Hispanic culture is driving so many trends in society, so being Hispanic in advertising can be a huge advantage. Hispanics can make enormous contributions not just to Hispanic-targeted work, but work that influences the entire consumer landscape. Being Hispanic and in advertising presents endless possibilities. Unfortunately, the industry is still struggling with how to define and tap into our expertise.
How has it changed since you first started?
When I broke into the industry, the conversation was primarily about reaching the Hispanic audience in Spanish. There wasn’t enough emphasis on creativity and brand storytelling. So I started my own agency to put creativity at the core of Hispanic advertising.
I’m happy to see the caliber of creative work has evolved. I can’t emphasize enough how important creativity and cultural attunement is to engage any audience. Technology has been a game-changer as well for this market, expanding our reach and ability to target messaging. The key will be finding creative ways to use technology.
How would you like to see brands honor Hispanic Heritage Month this year?
I don’t like to offer one-size-fits-all recommendations, because it's dangerous to generalize and every brand has its own circumstances. But if I had to, I would tell marketers to be mindful, authentic and open-minded.

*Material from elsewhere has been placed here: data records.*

//! Activity Log
//!
//! Every component that touches a request records what it did as an
//! [`ActivityLogEntry`]. The entries of one turn are returned to the caller
//! in emission order so a front end can show how the answer was produced.

use chrono::Local;
use serde::{Deserialize, Serialize};
use std::fmt;
use tracing::info;

/// The component that emitted a log entry.
#[derive(Debug, Clone, Copy, PartialEq, Eq, Serialize, Deserialize)]
#[serde(rename_all = "lowercase")]
pub enum AgentKind {
    Orchestrator,
    Tutor,
    Search,
    Quiz,
}

impl fmt::Display for AgentKind {
    fn fmt(&self, f: &mut fmt::Formatter<'_>) -> fmt::Result {
        match self {
            AgentKind::Orchestrator => write!(f, "orchestrator"),
            AgentKind::Tutor => write!(f, "tutor"),
            AgentKind::Search => write!(f, "search"),
            AgentKind::Quiz => write!(f, "quiz"),
        }
    }
}

/// One immutable record of an action taken while serving a query.
#[derive(Debug, Clone, PartialEq, Serialize, Deserialize)]
pub struct ActivityLogEntry {
    pub agent: AgentKind,
    pub action: String,
    /// The text sent to the retrieval store, when the action was a lookup.
    #[serde(default, skip_serializing_if = "Option::is_none")]
    pub qdrant_query: Option<String>,
    /// Local wall-clock time formatted as `HH:MM:SS`.
    pub timestamp: String,
}

impl ActivityLogEntry {
    pub fn new(agent: AgentKind, action: impl Into<String>) -> Self {
        Self {
            agent,
            action: action.into(),
            qdrant_query: None,
            timestamp: Local::now().format("%H:%M:%S").to_string(),
        }
    }

    pub fn with_query(mut self, query: impl Into<String>) -> Self {
        self.qdrant_query = Some(query.into());
        self
    }
}

/// An append-only log owned by a single agent for the duration of one call.
#[derive(Debug)]
pub struct ActivityLog {
    agent: AgentKind,
    entries: Vec<ActivityLogEntry>,
}

impl ActivityLog {
    pub fn new(agent: AgentKind) -> Self {
        Self {
            agent,
            entries: Vec::new(),
        }
    }

    /// Appends an entry and mirrors it to the tracing output.
    pub fn record(&mut self, action: impl Into<String>) {
        let entry = ActivityLogEntry::new(self.agent, action);
        info!(agent = %entry.agent, action = %entry.action, "activity");
        self.entries.push(entry);
    }

    /// Appends an entry describing a retrieval lookup.
    pub fn record_query(&mut self, action: impl Into<String>, query: &str) {
        let entry = ActivityLogEntry::new(self.agent, action).with_query(query);
        info!(agent = %entry.agent, action = %entry.action, qdrant_query = %query, "activity");
        self.entries.push(entry);
    }

    /// Appends entries produced elsewhere, keeping their order.
    pub fn extend(&mut self, entries: Vec<ActivityLogEntry>) {
        self.entries.extend(entries);
    }

    pub fn entries(&self) -> &[ActivityLogEntry] {
        &self.entries
    }

    pub fn into_entries(self) -> Vec<ActivityLogEntry> {
        self.entries
    }
}

/// Shortens a query for a log line: at most `max` characters followed by `...`.
pub fn preview(text: &str, max: usize) -> String {
    let head: String = text.chars().take(max).collect();
    format!("{}...", head)
}
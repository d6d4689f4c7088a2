use serde::{Deserialize, Serialize};

/// Position of a learner in the book's ordered list of sections.
///
/// The cursor only moves forward one section at a time, stops at the last
/// section, and returns to the first one when a new lesson is started.
#[derive(Debug, Clone, Copy, Default, PartialEq, Eq, Serialize, Deserialize)]
pub struct TeachingProgress {
    section_index: usize,
}

impl TeachingProgress {
    pub fn new() -> Self {
        Self::default()
    }

    /// The cursor clamped to a curriculum of `total_sections` entries.
    pub fn position(&self, total_sections: usize) -> usize {
        self.section_index.min(total_sections.saturating_sub(1))
    }

    pub fn section_index(&self) -> usize {
        self.section_index
    }

    pub fn restart(self) -> Self {
        Self { section_index: 0 }
    }

    /// Moves one section forward, saturating at the last section.
    pub fn advance(self, total_sections: usize) -> Self {
        let last = total_sections.saturating_sub(1);
        Self {
            section_index: (self.position(total_sections) + 1).min(last),
        }
    }
}

/// Per-conversation state owned by the caller and threaded through each turn.
#[derive(Debug, Clone, Default, PartialEq, Eq, Serialize, Deserialize)]
pub struct SessionState {
    pub teaching: TeachingProgress,
}

impl SessionState {
    pub fn new() -> Self {
        Self::default()
    }
}

#[cfg(test)]
mod tests {
    use super::*;

    #[test]
    fn test_advance_saturates_at_last_section() {
        let mut progress = TeachingProgress::new();
        for _ in 0..25 {
            progress = progress.advance(10);
            assert!(progress.section_index() < 10);
        }
        assert_eq!(progress.section_index(), 9);
    }

    #[test]
    fn test_n_advances_equal_clamped_sum() {
        for n in 0..15 {
            let mut progress = TeachingProgress::new().advance(4).advance(4);
            for _ in 0..n {
                progress = progress.advance(4);
            }
            assert_eq!(progress.section_index(), (2 + n).min(3));
        }
    }

    #[test]
    fn test_restart_returns_to_first_section() {
        let progress = TeachingProgress::new().advance(5).advance(5).restart();
        assert_eq!(progress.section_index(), 0);
    }

    #[test]
    fn test_single_section_curriculum_never_moves() {
        let progress = TeachingProgress::new().advance(1).advance(1);
        assert_eq!(progress.section_index(), 0);
    }

    #[test]
    fn test_position_clamps_stale_cursor() {
        let progress = TeachingProgress::new().advance(10).advance(10).advance(10);
        assert_eq!(progress.position(2), 1);
        assert_eq!(progress.advance(2).section_index(), 1);
    }

    #[test]
    fn test_session_state_default() {
        assert_eq!(SessionState::new().teaching.section_index(), 0);
    }
}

Be mindful of where you are in your relationship with Hispanics as consumers, customers, business partners, employees and as a community. Is this your first dedicated effort? Is this part of your yearlong plan? Is this an ongoing commitment? And be authentic. To meaningfully honor Hispanic audiences, marketers need messaging that is true to their brand AND connects with Hispanics.
HHM represents an opportunity to do something impactful. Whatever you do, use this as an opportunity to learn and evolve. Start where you are and do what you can. If you are committed, your efforts will be rewarded.
Where has the advertising industry made progress with diversity and inclusion? What still needs to be done?
Progress is in the eye of the beholder. It’s important we get specific when tackling the topic. Looking at DE&I as it relates to “multicultural” audiences, I’ve seen many improvements — from new marketers investing, to more conversation around creativity. However, these improvements are too often not widespread. The advertising industry is still behind when it comes to a collective and consistent commitment towards DE&I as it relates to multicultural audiences.
What is something you love about your culture?
I love the duality of being a Mexican American. I live at the intersection of Mexican and American cultures. The ability to flow from one to another and back seamlessly is amazing.
How would you like to see your culture represented in the industry and by brands?
I’d like to see marketing and advertising that is more in-step with the realities of America. Cultural attunement is a key to better or more effective advertising. This belief is reflected by our founding principle: to help clients grow with the most culturally attuned and creatively driven marketing.